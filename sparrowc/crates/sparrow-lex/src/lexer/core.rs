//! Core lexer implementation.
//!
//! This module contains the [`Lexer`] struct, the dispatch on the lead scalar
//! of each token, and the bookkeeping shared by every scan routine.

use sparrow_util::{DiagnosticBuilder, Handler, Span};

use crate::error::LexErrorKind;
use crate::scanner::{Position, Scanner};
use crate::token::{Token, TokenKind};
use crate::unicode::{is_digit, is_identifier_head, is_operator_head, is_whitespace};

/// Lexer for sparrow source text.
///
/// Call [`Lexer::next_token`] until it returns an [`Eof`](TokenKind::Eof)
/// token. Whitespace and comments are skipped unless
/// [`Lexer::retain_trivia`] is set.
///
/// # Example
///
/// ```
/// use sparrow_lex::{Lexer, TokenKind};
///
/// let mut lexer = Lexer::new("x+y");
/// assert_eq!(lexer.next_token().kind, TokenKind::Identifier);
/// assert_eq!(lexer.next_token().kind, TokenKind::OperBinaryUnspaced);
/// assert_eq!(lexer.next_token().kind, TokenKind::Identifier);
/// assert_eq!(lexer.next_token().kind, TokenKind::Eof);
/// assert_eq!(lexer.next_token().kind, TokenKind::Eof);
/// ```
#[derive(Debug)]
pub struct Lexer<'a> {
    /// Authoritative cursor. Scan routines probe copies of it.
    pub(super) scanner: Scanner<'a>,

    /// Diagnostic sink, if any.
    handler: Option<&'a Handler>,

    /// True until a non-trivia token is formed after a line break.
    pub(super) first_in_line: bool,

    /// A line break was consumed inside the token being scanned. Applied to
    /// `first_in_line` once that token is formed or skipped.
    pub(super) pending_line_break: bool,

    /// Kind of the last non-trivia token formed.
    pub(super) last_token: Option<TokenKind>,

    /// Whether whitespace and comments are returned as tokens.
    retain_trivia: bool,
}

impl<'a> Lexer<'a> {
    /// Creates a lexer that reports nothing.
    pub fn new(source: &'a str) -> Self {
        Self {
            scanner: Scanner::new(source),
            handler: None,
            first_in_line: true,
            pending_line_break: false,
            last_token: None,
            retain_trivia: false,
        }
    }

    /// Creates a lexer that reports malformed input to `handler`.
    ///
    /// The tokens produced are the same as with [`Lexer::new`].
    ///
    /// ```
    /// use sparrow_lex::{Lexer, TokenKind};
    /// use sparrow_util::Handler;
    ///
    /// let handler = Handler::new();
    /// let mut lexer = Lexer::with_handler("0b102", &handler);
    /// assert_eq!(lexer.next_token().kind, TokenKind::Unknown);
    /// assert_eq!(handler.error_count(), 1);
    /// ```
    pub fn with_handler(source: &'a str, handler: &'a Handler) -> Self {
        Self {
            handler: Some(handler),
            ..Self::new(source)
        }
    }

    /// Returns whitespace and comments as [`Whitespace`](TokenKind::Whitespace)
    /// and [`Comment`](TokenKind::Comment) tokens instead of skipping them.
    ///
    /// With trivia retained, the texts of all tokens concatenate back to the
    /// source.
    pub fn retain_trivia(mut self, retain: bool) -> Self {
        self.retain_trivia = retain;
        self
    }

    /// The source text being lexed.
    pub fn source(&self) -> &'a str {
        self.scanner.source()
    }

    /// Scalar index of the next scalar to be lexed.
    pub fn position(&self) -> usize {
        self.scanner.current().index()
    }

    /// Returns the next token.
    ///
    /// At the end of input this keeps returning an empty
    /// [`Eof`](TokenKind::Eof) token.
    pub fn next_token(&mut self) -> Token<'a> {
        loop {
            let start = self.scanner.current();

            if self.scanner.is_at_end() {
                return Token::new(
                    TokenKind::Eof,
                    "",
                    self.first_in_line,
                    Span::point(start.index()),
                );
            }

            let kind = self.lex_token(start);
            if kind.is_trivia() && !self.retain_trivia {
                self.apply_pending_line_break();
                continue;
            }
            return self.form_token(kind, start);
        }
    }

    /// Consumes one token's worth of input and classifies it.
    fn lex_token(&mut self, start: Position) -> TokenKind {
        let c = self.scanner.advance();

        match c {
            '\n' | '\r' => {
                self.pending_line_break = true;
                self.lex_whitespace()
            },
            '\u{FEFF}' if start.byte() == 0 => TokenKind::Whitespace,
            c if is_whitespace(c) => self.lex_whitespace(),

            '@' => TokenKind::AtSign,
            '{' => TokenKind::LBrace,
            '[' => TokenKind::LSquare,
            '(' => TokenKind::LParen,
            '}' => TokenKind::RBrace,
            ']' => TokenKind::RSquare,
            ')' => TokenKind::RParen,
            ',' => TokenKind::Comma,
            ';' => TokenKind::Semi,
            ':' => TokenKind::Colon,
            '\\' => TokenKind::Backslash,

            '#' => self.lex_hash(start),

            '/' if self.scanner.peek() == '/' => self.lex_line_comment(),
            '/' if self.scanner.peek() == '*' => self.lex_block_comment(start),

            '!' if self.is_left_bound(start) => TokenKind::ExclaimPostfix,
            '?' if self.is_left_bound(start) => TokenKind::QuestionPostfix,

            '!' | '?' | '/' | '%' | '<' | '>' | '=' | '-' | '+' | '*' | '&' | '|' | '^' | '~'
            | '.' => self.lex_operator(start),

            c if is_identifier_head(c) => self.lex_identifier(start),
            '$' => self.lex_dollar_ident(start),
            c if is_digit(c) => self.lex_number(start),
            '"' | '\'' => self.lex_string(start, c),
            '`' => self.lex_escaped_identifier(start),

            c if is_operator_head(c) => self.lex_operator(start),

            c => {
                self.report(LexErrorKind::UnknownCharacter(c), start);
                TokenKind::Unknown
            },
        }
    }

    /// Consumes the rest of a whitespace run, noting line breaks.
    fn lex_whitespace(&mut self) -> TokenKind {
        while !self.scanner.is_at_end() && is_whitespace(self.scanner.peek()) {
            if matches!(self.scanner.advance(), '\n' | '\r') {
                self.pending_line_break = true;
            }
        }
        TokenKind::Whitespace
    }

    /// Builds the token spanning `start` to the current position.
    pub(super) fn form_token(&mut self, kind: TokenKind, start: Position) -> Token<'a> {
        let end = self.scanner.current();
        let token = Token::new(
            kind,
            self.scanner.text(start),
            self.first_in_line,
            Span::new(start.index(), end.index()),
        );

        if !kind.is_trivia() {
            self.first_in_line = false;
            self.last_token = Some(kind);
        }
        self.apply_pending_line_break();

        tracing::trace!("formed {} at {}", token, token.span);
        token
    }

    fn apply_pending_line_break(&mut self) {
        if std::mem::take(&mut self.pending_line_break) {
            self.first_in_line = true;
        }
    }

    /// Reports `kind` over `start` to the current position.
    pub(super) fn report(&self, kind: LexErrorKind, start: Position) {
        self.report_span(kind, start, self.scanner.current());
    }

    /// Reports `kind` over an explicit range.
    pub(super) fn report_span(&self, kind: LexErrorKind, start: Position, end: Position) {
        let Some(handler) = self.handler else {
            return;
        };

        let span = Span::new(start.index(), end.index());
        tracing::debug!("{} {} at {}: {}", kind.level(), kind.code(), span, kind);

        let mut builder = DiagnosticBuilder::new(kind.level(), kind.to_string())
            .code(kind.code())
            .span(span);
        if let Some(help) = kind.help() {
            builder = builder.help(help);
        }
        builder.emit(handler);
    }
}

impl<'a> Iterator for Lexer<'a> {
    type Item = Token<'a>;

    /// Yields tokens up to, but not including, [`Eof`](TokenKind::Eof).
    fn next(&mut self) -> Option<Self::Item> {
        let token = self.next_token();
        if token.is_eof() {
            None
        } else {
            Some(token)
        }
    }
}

※ ※ ※

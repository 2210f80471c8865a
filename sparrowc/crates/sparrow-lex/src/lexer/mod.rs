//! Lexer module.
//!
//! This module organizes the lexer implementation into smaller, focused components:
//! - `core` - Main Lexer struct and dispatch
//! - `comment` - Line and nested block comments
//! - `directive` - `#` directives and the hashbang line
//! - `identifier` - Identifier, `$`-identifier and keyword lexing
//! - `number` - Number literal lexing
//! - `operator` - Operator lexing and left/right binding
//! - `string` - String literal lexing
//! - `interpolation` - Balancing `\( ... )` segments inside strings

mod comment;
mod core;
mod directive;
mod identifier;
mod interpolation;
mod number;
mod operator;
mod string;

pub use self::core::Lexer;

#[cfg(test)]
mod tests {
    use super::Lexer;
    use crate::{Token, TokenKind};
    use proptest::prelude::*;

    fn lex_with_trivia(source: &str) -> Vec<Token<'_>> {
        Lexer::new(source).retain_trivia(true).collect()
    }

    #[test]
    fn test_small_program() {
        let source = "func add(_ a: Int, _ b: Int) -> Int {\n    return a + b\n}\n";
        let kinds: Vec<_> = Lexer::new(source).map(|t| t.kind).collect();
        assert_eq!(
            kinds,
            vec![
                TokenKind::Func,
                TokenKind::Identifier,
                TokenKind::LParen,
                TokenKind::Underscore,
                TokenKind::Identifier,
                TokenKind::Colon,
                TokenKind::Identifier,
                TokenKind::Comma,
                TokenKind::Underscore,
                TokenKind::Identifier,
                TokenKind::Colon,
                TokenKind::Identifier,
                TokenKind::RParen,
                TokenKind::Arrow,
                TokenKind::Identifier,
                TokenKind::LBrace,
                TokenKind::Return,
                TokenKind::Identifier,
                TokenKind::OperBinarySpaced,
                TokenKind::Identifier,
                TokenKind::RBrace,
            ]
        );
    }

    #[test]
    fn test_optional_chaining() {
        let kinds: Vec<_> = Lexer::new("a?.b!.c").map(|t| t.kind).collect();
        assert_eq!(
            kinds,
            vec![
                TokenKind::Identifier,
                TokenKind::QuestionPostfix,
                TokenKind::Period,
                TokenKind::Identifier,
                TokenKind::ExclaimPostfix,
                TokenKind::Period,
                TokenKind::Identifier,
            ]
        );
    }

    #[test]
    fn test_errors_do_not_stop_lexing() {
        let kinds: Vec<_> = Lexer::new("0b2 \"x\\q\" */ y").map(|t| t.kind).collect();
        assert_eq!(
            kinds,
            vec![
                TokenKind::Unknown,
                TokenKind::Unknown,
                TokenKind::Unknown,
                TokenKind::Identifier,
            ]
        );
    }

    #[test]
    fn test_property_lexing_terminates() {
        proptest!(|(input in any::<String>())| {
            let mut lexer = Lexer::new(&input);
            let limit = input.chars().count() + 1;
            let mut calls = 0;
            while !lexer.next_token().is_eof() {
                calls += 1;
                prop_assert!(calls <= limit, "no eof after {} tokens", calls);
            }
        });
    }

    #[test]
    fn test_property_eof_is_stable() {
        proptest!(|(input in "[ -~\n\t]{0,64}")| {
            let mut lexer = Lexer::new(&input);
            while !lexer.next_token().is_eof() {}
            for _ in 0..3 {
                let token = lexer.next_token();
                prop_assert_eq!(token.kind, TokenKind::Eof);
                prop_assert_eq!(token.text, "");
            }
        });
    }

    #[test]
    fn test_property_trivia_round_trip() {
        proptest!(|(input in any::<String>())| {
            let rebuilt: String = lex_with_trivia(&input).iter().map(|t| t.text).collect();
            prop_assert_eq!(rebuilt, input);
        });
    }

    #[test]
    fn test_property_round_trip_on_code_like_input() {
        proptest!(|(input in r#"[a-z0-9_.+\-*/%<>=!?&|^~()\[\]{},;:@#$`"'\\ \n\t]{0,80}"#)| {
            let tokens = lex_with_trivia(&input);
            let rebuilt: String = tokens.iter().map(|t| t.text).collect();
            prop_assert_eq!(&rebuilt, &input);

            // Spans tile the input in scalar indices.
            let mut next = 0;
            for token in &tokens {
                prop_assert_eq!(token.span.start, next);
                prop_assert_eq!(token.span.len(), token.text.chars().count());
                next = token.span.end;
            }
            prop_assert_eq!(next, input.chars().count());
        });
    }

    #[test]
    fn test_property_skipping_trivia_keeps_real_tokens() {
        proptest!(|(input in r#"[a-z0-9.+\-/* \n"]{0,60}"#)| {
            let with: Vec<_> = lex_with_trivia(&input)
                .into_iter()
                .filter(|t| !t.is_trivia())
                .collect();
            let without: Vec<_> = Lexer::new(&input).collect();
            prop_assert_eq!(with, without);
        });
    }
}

※ ※ ※

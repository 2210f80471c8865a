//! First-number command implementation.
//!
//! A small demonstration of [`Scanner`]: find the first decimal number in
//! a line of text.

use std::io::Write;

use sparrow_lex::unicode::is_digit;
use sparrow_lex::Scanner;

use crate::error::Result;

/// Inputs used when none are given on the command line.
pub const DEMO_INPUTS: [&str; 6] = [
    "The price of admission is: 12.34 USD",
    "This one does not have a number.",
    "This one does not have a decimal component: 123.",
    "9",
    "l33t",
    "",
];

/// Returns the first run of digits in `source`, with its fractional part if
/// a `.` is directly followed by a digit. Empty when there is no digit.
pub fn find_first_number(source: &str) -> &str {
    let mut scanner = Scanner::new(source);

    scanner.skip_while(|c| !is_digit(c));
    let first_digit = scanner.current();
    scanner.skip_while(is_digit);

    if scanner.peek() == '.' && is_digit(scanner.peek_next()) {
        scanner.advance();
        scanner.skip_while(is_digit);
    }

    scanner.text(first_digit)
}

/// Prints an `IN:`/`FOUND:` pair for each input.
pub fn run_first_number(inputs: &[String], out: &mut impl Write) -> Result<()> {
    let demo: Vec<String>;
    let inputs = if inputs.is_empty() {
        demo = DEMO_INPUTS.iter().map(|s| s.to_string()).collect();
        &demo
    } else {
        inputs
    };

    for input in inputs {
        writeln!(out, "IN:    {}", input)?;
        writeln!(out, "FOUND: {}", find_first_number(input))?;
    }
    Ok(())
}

※ ※ ※

**WHAT THE EXERCISE ASKS:** Lines containing the word "implementation": copy every one of them from the records above.

**SOLUTION:**
//! Core lexer implementation.
//! This module organizes the lexer implementation into smaller, focused components:
//! First-number command implementation.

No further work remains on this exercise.